[Aim of the task]:
A line containing "fn from_str(s: &str)" appears in the material below. Return exactly every line from the first through that one, and only those.

[The data]:
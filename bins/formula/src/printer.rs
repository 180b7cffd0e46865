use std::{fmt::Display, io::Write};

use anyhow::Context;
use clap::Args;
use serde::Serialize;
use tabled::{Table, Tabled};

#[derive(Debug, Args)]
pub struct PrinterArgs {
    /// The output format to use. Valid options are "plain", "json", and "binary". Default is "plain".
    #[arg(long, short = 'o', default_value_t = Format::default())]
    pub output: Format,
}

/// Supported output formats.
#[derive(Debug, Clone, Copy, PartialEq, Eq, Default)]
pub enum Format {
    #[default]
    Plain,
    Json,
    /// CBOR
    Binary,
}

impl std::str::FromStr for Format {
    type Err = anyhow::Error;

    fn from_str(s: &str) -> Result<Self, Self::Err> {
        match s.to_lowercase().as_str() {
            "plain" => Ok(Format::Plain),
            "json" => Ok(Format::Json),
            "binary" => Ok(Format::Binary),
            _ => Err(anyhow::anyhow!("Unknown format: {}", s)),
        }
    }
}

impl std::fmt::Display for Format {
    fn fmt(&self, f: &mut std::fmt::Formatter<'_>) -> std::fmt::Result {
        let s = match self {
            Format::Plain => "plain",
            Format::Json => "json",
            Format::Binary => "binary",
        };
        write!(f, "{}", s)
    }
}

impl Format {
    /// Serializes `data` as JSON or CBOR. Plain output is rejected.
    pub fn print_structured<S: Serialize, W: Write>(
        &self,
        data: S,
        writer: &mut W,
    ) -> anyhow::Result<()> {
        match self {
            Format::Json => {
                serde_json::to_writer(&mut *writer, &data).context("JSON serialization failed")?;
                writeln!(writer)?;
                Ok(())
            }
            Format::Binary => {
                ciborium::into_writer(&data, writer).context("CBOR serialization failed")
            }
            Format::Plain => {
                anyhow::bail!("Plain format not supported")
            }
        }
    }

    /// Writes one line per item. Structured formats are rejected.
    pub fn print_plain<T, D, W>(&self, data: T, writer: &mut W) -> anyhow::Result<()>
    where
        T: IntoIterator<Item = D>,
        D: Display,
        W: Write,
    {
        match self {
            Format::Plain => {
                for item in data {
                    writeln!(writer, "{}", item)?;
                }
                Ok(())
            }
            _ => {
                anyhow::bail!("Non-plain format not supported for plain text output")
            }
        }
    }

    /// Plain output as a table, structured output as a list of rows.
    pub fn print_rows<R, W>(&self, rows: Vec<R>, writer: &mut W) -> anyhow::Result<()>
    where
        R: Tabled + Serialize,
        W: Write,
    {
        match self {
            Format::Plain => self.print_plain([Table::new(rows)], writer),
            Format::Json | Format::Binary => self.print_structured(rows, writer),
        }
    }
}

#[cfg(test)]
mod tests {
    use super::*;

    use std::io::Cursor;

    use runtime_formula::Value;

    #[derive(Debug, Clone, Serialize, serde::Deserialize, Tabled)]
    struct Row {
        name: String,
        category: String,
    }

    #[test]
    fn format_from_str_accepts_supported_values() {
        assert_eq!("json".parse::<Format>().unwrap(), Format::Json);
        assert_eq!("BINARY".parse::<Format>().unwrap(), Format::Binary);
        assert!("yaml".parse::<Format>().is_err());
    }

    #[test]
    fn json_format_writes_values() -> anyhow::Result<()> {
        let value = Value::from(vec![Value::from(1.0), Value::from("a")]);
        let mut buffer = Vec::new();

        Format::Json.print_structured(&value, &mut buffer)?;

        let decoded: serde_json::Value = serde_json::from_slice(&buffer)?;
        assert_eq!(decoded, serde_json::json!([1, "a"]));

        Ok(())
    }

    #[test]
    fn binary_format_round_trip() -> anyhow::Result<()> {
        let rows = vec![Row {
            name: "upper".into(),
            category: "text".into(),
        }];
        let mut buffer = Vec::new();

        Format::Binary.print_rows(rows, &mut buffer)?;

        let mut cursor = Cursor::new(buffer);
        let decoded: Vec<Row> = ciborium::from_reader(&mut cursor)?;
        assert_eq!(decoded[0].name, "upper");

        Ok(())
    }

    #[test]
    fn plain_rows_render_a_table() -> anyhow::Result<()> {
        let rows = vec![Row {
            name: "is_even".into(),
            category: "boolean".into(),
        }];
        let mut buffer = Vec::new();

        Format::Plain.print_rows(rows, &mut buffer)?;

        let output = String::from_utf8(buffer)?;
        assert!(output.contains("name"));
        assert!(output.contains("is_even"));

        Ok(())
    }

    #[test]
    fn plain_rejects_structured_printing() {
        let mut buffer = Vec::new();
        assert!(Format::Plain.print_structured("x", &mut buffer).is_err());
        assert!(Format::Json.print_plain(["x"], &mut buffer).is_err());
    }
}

[Your solution]:
filename bins/formula/src/printer.rs
repository 180b7cffd0e46865
use std::{fmt::Display, io::Write};

use anyhow::Context;
use clap::Args;
use serde::Serialize;
use tabled::{Table, Tabled};

#[derive(Debug, Args)]
pub struct PrinterArgs {
    /// The output format to use. Valid options are "plain", "json", and "binary". Default is "plain".
    #[arg(long, short = 'o', default_value_t = Format::default())]
    pub output: Format,
}

/// Supported output formats.
#[derive(Debug, Clone, Copy, PartialEq, Eq, Default)]
pub enum Format {
    #[default]
    Plain,
    Json,
    /// CBOR
    Binary,
}

impl std::str::FromStr for Format {
    type Err = anyhow::Error;

    fn from_str(s: &str) -> Result<Self, Self::Err> {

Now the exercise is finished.